- **Exercise**: Go through the entries, filter for the word "StdRng", and copy every line that has it.

- **Data shown**:
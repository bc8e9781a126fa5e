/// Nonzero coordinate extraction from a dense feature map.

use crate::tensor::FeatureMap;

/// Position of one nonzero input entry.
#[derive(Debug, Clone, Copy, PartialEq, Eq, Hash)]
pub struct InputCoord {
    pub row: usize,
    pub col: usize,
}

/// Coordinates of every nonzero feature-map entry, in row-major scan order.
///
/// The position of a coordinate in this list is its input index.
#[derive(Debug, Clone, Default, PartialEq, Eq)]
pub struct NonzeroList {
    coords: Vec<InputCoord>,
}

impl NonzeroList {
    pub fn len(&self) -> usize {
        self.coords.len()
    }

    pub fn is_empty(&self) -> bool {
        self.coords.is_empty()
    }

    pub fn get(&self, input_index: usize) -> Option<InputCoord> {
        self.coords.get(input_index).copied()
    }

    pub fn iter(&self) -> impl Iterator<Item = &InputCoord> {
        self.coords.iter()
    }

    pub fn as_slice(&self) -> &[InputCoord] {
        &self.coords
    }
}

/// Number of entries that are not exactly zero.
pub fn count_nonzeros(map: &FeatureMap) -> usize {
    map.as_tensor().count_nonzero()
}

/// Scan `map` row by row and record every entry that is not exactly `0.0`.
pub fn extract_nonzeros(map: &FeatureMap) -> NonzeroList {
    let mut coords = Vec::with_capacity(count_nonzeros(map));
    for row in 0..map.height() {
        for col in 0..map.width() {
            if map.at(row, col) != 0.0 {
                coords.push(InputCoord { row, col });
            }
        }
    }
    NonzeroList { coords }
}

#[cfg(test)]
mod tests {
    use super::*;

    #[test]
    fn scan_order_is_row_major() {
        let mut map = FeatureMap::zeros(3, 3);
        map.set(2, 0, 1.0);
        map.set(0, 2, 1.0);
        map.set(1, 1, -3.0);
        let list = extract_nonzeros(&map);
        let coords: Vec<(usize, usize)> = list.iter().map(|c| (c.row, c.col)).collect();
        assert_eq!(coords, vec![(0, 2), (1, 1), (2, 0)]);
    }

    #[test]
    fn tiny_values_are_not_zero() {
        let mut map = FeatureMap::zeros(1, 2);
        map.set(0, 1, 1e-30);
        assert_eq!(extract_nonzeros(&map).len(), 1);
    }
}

* * *

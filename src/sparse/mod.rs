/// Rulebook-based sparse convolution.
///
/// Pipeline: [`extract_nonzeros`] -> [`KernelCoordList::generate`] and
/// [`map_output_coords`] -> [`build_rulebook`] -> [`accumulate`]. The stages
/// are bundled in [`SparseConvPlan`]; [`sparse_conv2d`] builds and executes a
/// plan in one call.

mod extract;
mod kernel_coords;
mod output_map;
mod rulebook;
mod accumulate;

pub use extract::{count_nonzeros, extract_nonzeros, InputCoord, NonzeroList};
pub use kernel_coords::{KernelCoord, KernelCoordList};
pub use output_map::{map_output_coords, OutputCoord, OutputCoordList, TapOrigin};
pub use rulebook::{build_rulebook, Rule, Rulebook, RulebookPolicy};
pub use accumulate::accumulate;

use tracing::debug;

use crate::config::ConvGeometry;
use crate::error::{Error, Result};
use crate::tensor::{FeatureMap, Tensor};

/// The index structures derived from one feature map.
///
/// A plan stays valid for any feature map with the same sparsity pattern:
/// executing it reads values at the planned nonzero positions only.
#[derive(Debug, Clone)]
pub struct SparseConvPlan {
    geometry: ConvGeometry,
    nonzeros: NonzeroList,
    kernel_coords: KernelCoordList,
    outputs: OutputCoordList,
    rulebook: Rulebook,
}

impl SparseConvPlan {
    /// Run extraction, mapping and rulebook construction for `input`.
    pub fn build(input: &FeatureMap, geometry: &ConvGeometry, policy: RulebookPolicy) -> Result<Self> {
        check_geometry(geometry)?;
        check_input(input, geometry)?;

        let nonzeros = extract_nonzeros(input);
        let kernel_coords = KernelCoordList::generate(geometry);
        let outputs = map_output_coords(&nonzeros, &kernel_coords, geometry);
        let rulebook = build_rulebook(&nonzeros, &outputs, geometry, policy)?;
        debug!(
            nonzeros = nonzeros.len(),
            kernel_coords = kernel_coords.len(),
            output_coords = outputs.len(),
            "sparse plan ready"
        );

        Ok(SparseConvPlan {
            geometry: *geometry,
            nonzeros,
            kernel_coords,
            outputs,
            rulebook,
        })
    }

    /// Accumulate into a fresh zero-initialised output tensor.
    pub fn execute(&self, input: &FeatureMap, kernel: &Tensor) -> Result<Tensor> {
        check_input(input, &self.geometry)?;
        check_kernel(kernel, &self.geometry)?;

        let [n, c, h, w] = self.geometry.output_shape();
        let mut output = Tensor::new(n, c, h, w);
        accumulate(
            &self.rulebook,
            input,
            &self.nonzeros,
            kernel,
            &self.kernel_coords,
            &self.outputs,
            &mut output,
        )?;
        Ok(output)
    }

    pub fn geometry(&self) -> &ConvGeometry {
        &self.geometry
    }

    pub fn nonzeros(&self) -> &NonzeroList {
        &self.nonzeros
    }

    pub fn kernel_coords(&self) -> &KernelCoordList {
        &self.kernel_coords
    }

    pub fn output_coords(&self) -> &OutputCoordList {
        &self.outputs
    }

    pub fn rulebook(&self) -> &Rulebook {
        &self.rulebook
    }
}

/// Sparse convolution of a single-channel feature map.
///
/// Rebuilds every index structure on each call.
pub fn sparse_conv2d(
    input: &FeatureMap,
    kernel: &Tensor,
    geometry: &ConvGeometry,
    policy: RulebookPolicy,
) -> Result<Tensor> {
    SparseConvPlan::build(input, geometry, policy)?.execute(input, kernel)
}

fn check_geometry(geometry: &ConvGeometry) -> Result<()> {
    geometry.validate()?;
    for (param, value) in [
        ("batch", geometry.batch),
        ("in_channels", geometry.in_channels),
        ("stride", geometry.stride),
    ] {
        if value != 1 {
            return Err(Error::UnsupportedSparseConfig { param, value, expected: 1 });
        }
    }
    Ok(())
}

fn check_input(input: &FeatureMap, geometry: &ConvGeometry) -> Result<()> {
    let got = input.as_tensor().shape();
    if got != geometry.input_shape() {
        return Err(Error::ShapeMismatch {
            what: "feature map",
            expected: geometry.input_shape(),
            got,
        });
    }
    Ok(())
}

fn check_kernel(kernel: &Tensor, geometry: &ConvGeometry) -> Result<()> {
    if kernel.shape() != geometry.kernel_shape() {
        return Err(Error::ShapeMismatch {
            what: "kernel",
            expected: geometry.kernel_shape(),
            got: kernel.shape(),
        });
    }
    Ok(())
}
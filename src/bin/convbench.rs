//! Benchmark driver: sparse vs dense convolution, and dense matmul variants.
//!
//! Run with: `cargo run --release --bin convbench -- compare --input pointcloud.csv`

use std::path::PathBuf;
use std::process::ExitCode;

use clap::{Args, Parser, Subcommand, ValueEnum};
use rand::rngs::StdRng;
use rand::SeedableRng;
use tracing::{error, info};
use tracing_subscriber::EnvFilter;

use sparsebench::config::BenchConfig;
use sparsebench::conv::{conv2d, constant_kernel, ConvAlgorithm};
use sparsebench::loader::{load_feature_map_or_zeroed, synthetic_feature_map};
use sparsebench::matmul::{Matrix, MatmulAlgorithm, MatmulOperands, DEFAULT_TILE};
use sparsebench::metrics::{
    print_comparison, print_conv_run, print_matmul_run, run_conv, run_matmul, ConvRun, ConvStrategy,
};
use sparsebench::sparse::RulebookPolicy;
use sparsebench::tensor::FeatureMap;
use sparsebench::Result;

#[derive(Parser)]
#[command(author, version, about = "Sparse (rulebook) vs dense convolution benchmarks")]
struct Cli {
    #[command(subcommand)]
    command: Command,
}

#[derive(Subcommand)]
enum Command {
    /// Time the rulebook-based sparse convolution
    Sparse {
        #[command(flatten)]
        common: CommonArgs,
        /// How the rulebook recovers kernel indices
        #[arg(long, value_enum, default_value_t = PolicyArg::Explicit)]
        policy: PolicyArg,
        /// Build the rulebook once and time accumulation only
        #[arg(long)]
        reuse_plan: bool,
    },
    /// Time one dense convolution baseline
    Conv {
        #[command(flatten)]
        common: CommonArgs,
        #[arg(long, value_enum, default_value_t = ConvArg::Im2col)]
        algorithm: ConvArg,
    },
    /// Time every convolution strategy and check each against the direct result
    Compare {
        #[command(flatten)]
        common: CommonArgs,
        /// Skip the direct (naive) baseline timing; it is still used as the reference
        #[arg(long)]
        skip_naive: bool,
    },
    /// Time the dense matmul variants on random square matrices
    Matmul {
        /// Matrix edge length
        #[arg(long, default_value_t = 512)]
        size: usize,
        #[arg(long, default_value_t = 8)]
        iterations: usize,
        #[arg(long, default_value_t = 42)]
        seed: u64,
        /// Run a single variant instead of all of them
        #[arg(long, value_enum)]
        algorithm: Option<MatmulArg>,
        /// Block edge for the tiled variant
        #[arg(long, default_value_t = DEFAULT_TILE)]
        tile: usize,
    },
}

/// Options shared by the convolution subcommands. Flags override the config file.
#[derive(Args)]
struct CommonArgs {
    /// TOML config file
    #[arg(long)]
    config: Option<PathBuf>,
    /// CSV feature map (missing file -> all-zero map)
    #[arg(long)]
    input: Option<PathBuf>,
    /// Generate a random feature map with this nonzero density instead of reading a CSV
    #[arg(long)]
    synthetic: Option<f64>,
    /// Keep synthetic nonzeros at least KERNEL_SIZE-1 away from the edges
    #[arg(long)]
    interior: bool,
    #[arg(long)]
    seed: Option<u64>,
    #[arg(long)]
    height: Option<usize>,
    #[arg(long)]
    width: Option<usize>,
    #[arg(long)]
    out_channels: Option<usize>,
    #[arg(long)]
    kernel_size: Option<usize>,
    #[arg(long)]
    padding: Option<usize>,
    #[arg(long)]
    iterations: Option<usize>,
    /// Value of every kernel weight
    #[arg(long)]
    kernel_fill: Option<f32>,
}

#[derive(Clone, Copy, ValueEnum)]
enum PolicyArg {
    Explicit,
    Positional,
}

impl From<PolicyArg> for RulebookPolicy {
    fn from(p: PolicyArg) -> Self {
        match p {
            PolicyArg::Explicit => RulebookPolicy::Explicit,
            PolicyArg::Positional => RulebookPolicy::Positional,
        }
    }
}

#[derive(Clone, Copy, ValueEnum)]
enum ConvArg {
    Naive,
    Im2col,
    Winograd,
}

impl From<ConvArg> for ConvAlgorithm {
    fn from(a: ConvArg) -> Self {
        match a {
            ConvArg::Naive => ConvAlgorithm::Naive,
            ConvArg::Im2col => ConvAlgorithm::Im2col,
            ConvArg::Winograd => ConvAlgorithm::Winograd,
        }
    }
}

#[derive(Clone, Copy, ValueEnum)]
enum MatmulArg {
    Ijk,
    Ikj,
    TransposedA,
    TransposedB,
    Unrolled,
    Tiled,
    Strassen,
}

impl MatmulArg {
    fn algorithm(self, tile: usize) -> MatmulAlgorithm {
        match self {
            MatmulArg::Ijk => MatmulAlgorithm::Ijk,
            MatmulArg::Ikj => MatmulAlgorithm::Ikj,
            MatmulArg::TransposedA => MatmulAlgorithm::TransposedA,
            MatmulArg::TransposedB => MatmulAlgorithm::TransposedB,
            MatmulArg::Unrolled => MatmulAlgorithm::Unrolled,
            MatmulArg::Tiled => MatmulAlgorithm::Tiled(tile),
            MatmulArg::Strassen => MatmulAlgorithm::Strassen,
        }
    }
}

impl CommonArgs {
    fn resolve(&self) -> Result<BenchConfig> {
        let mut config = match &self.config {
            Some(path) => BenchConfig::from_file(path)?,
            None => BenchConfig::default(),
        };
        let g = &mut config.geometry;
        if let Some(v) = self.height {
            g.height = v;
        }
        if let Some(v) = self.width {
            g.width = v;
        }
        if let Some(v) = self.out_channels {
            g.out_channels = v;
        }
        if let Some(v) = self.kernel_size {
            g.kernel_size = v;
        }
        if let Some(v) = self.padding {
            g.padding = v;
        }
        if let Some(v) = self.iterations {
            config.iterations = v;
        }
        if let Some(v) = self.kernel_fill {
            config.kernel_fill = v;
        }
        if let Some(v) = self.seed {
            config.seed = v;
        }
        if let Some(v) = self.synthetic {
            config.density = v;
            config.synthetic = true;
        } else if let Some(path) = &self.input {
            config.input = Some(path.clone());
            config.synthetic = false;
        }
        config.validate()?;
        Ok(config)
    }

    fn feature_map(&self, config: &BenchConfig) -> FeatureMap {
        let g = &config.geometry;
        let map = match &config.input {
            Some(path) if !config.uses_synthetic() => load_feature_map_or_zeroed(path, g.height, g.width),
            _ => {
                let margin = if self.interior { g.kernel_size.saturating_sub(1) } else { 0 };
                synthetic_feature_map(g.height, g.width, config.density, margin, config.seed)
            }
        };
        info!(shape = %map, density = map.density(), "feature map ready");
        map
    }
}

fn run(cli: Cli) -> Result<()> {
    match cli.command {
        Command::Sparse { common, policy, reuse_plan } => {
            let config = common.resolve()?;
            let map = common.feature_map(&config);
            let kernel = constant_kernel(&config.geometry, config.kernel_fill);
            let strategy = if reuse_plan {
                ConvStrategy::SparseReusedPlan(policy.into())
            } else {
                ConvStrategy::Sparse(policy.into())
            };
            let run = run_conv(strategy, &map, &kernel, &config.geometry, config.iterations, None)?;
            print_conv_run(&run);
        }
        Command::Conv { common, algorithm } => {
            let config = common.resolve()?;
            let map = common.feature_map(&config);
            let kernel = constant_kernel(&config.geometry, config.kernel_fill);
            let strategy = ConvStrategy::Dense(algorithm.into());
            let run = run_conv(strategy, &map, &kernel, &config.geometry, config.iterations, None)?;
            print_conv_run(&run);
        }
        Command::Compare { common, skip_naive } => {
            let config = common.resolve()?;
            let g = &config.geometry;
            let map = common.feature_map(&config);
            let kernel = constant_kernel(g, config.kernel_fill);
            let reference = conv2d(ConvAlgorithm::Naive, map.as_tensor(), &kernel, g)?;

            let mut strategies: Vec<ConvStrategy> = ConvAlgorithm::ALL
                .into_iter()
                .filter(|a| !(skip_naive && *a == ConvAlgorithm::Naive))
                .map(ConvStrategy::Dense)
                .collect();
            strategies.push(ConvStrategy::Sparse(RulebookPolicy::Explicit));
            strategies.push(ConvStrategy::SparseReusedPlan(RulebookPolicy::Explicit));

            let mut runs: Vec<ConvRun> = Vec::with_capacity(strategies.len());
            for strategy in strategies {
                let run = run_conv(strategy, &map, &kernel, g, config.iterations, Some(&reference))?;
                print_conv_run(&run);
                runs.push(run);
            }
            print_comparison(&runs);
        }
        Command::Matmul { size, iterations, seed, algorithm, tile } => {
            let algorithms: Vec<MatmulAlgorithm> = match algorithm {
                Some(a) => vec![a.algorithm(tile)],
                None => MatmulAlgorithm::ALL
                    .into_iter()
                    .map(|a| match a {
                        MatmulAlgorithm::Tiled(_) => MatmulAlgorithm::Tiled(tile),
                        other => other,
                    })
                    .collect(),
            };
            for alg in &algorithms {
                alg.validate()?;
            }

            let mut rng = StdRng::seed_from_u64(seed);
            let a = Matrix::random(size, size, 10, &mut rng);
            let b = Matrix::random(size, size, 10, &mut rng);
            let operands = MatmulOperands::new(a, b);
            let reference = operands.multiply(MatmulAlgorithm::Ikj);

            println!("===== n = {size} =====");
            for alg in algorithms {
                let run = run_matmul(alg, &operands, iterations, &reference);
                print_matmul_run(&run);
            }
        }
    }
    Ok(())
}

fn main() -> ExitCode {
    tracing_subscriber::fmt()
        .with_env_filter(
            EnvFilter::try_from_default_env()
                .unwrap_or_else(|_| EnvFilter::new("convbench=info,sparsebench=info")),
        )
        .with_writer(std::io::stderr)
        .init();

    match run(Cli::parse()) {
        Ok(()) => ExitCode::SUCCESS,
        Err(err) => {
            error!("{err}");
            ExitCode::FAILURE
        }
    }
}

- **Answer to this task**:
use rand::rngs::StdRng;
            let mut rng = StdRng::seed_from_u64(seed);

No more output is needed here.